● DATA FOR REVIEW

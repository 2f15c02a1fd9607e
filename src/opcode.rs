use std::fmt;

/// a raw 16-bit instruction word, big-endian as fetched from memory. Field
/// extraction here is total; whether the word names a real instruction is
/// [`Instruction::decode`]'s problem.
#[derive(Clone, Copy, PartialEq, Eq)]
pub struct Opcode(pub u16);

impl Opcode {
    pub fn word(self) -> u16 {
        self.0
    }

    /// high nibble, selects the operation family
    pub fn family(self) -> u8 {
        (self.0 >> 12) as u8
    }

    /// first register index
    pub fn x(self) -> u8 {
        ((self.0 & 0x0f00) >> 8) as u8
    }

    /// second register index
    pub fn y(self) -> u8 {
        ((self.0 & 0x00f0) >> 4) as u8
    }

    /// low nibble: sprite height, or a sub-opcode within family 8
    pub fn n(self) -> u8 {
        (self.0 & 0x000f) as u8
    }

    /// 8-bit immediate
    pub fn kk(self) -> u8 {
        (self.0 & 0x00ff) as u8
    }

    /// 12-bit address immediate
    pub fn nnn(self) -> u16 {
        self.0 & 0x0fff
    }
}

impl fmt::Debug for Opcode {
    fn fmt(&self, f: &mut fmt::Formatter<'_>) -> fmt::Result {
        write!(f, "Opcode({:#06x})", self.0)
    }
}

/// the decoded instruction set. Register indices are nibbles carried as u8;
/// the dispatcher widens them when it indexes the register file.
#[derive(Debug, Clone, Copy, PartialEq, Eq)]
pub enum Instruction {
    /// 00E0: clear the display
    Cls,
    /// 00EE: return from subroutine
    Ret,
    /// 1nnn: jump
    Jp(u16),
    /// 2nnn: call subroutine
    Call(u16),
    /// 3xkk: skip next if Vx == kk
    SeByte(u8, u8),
    /// 4xkk: skip next if Vx != kk
    SneByte(u8, u8),
    /// 5xy0: skip next if Vx == Vy
    SeReg(u8, u8),
    /// 6xkk: Vx = kk
    LdByte(u8, u8),
    /// 7xkk: Vx += kk, no carry flag
    AddByte(u8, u8),
    /// 8xy0: Vx = Vy
    LdReg(u8, u8),
    /// 8xy1: Vx |= Vy
    Or(u8, u8),
    /// 8xy2: Vx &= Vy
    And(u8, u8),
    /// 8xy3: Vx ^= Vy
    Xor(u8, u8),
    /// 8xy4: Vx += Vy, VF = carry
    AddReg(u8, u8),
    /// 8xy5: Vx -= Vy, VF = no borrow
    Sub(u8, u8),
    /// 8xy6: Vx >>= 1, VF = shifted-out bit
    Shr(u8),
    /// 8xy7: Vx = Vy - Vx, VF = no borrow
    Subn(u8, u8),
    /// 8xyE: Vx <<= 1, VF = shifted-out bit
    Shl(u8),
    /// 9xy0: skip next if Vx != Vy
    SneReg(u8, u8),
    /// Annn: I = nnn
    LdI(u16),
    /// Bnnn: jump to nnn + V0
    JpV0(u16),
    /// Cxkk: Vx = random byte & kk
    Rnd(u8, u8),
    /// Dxyn: draw n-row sprite from I at (Vx, Vy), VF = collision
    Drw(u8, u8, u8),
    /// Ex9E: skip next if key Vx is down
    Skp(u8),
    /// ExA1: skip next if key Vx is up
    Sknp(u8),
    /// Fx07: Vx = delay timer
    LdRegDt(u8),
    /// Fx0A: Vx = last pressed key, if any
    LdKey(u8),
    /// Fx15: delay timer = Vx
    LdDtReg(u8),
    /// Fx18: sound timer = Vx
    LdStReg(u8),
    /// Fx1E: I += Vx
    AddI(u8),
    /// Fx29: I = font glyph address for digit Vx
    LdFont(u8),
    /// Fx33: BCD of Vx into memory at I
    LdBcd(u8),
    /// Fx55: copy V0..Vx into memory at I
    StoreRegs(u8),
    /// Fx65: copy memory at I into V0..Vx
    LoadRegs(u8),
}

impl Instruction {
    /// map a raw word onto the instruction set. `None` means the word is not
    /// a CHIP-8 instruction, which the interpreter treats as fatal.
    pub fn decode(op: Opcode) -> Option<Instruction> {
        let instruction = match op.family() {
            0x0 => match op.word() {
                // machine-code calls into the host (0nnn) are not supported
                0x00e0 => Instruction::Cls,
                0x00ee => Instruction::Ret,
                _ => return None,
            },
            0x1 => Instruction::Jp(op.nnn()),
            0x2 => Instruction::Call(op.nnn()),
            0x3 => Instruction::SeByte(op.x(), op.kk()),
            0x4 => Instruction::SneByte(op.x(), op.kk()),
            // families 5 and 9 dispatch on the high nibble alone; the low
            // nibble is not significant
            0x5 => Instruction::SeReg(op.x(), op.y()),
            0x6 => Instruction::LdByte(op.x(), op.kk()),
            0x7 => Instruction::AddByte(op.x(), op.kk()),
            0x8 => match op.n() {
                0x0 => Instruction::LdReg(op.x(), op.y()),
                0x1 => Instruction::Or(op.x(), op.y()),
                0x2 => Instruction::And(op.x(), op.y()),
                0x3 => Instruction::Xor(op.x(), op.y()),
                0x4 => Instruction::AddReg(op.x(), op.y()),
                0x5 => Instruction::Sub(op.x(), op.y()),
                0x6 => Instruction::Shr(op.x()),
                0x7 => Instruction::Subn(op.x(), op.y()),
                0xe => Instruction::Shl(op.x()),
                _ => return None,
            },
            0x9 => Instruction::SneReg(op.x(), op.y()),
            0xa => Instruction::LdI(op.nnn()),
            0xb => Instruction::JpV0(op.nnn()),
            0xc => Instruction::Rnd(op.x(), op.kk()),
            0xd => Instruction::Drw(op.x(), op.y(), op.n()),
            0xe => match op.kk() {
                0x9e => Instruction::Skp(op.x()),
                0xa1 => Instruction::Sknp(op.x()),
                _ => return None,
            },
            0xf => match op.kk() {
                0x07 => Instruction::LdRegDt(op.x()),
                0x0a => Instruction::LdKey(op.x()),
                0x15 => Instruction::LdDtReg(op.x()),
                0x18 => Instruction::LdStReg(op.x()),
                0x1e => Instruction::AddI(op.x()),
                0x29 => Instruction::LdFont(op.x()),
                0x33 => Instruction::LdBcd(op.x()),
                0x55 => Instruction::StoreRegs(op.x()),
                0x65 => Instruction::LoadRegs(op.x()),
                _ => return None,
            },
            _ => return None,
        };
        Some(instruction)
    }

    /// conventional assembler name, for the debug log
    pub fn mnemonic(&self) -> &'static str {
        match self {
            Instruction::Cls => "CLS",
            Instruction::Ret => "RET",
            Instruction::Jp(_) => "JP addr",
            Instruction::Call(_) => "CALL addr",
            Instruction::SeByte(..) => "SE Vx, byte",
            Instruction::SneByte(..) => "SNE Vx, byte",
            Instruction::SeReg(..) => "SE Vx, Vy",
            Instruction::LdByte(..) => "LD Vx, byte",
            Instruction::AddByte(..) => "ADD Vx, byte",
            Instruction::LdReg(..) => "LD Vx, Vy",
            Instruction::Or(..) => "OR Vx, Vy",
            Instruction::And(..) => "AND Vx, Vy",
            Instruction::Xor(..) => "XOR Vx, Vy",
            Instruction::AddReg(..) => "ADD Vx, Vy",
            Instruction::Sub(..) => "SUB Vx, Vy",
            Instruction::Shr(_) => "SHR Vx {, Vy}",
            Instruction::Subn(..) => "SUBN Vx, Vy",
            Instruction::Shl(_) => "SHL Vx {, Vy}",
            Instruction::SneReg(..) => "SNE Vx, Vy",
            Instruction::LdI(_) => "LD I, addr",
            Instruction::JpV0(_) => "JP V0, addr",
            Instruction::Rnd(..) => "RND Vx, byte",
            Instruction::Drw(..) => "DRW Vx, Vy, nibble",
            Instruction::Skp(_) => "SKP Vx",
            Instruction::Sknp(_) => "SKNP Vx",
            Instruction::LdRegDt(_) => "LD Vx, DT",
            Instruction::LdKey(_) => "LD Vx, K",
            Instruction::LdDtReg(_) => "LD DT, Vx",
            Instruction::LdStReg(_) => "LD ST, Vx",
            Instruction::AddI(_) => "ADD I, Vx",
            Instruction::LdFont(_) => "LD F, Vx",
            Instruction::LdBcd(_) => "LD B, Vx",
            Instruction::StoreRegs(_) => "LD [I], Vx",
            Instruction::LoadRegs(_) => "LD Vx, [I]",
        }
    }
}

● EXERCISE DETAILS
For each line in the data that contains the string "address", give a copy of that line.

● OUTPUT BELOW
    /// 12-bit address immediate
    /// Fx29: I = font glyph address for digit Vx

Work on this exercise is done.